----- Exercise inputs
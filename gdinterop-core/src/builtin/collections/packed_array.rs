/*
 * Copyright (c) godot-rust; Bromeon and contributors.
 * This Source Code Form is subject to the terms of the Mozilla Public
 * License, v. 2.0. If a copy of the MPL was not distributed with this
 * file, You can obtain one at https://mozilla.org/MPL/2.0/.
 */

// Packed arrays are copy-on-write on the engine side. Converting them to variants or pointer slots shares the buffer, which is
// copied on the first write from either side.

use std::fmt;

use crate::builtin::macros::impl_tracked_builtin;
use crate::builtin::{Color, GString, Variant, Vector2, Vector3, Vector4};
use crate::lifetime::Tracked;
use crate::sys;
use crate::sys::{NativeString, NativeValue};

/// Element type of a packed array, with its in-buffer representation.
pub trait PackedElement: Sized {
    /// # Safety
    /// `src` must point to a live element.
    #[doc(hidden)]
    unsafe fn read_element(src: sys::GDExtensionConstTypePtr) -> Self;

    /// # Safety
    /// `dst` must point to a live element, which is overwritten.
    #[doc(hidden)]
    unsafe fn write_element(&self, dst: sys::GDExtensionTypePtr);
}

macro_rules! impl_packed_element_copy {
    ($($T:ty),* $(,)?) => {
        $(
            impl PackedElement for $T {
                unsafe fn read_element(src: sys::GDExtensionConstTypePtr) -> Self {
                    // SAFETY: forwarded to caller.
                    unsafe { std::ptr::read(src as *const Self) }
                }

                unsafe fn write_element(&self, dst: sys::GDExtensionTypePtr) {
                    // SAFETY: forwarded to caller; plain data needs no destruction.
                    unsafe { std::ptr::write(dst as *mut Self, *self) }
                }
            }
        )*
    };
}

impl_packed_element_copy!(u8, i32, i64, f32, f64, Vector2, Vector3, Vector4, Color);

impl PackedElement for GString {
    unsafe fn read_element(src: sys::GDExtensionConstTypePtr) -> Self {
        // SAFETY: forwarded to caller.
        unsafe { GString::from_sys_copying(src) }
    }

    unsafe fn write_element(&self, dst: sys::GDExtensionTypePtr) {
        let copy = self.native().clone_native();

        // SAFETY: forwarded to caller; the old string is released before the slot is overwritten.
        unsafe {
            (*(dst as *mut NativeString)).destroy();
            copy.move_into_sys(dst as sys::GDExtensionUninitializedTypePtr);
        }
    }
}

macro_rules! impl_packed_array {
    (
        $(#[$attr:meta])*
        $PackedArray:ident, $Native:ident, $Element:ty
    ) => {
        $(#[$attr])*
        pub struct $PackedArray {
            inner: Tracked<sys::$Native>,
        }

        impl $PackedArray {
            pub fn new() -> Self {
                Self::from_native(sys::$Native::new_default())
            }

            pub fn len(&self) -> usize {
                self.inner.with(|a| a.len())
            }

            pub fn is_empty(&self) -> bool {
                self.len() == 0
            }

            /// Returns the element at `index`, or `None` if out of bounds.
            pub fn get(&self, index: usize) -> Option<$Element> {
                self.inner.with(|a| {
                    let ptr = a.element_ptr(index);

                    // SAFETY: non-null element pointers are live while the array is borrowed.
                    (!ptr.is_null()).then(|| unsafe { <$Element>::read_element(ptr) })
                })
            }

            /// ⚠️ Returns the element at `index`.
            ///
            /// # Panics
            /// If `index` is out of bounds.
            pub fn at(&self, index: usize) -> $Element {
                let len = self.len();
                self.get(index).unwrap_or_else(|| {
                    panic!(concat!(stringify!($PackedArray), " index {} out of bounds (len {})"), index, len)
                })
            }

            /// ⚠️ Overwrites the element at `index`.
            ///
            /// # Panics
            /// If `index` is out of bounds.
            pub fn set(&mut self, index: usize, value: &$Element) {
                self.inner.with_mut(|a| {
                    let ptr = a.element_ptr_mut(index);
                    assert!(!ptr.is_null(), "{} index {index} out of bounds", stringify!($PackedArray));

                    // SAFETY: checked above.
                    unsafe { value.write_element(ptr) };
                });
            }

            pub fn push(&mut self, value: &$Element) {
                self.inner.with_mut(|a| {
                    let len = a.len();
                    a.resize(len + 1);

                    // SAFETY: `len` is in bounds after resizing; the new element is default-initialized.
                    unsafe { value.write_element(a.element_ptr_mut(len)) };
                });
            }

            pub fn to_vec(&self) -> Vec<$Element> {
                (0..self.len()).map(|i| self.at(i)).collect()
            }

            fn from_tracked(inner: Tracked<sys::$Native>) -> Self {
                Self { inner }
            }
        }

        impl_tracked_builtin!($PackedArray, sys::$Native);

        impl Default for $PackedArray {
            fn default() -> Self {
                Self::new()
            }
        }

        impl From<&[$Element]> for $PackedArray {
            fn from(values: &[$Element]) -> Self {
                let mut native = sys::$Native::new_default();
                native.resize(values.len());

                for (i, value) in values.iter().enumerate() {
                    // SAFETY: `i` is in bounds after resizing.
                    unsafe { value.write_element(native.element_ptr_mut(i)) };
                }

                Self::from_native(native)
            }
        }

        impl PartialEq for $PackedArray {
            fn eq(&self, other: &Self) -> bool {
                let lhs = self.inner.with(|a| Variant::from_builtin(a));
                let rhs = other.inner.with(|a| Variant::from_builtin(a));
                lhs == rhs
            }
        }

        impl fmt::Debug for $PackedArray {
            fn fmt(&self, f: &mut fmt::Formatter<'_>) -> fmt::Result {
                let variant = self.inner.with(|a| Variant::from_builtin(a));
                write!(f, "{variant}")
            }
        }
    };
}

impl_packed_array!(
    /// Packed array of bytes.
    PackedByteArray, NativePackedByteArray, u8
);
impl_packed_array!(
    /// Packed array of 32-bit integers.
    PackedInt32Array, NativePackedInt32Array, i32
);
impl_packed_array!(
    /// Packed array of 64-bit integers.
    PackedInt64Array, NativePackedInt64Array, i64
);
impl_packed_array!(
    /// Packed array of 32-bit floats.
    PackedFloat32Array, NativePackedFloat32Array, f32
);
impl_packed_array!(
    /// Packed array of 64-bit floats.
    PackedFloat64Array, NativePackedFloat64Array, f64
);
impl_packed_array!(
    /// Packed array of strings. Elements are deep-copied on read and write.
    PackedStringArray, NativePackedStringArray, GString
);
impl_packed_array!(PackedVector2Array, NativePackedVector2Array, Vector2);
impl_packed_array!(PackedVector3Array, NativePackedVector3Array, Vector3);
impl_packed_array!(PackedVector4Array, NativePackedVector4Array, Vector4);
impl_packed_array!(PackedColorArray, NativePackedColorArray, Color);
----------
:: How to complete this task ::
When you reach the line that contains "use crate::sys;", stop; that line and every line before it, from the very first line of the data, should be restated word for word.

:: Expected answer ::
filename gdinterop-core/src/builtin/collections/packed_array.rs
/*
 * Copyright (c) godot-rust; Bromeon and contributors.
 * This Source Code Form is subject to the terms of the Mozilla Public
 * License, v. 2.0. If a copy of the MPL was not distributed with this
 * file, You can obtain one at https://mozilla.org/MPL/2.0/.
 */

// Packed arrays are copy-on-write on the engine side. Converting them to variants or pointer slots shares the buffer, which is
// copied on the first write from either side.

use std::fmt;

use crate::builtin::macros::impl_tracked_builtin;
use crate::builtin::{Color, GString, Variant, Vector2, Vector3, Vector4};
use crate::lifetime::Tracked;
use crate::sys;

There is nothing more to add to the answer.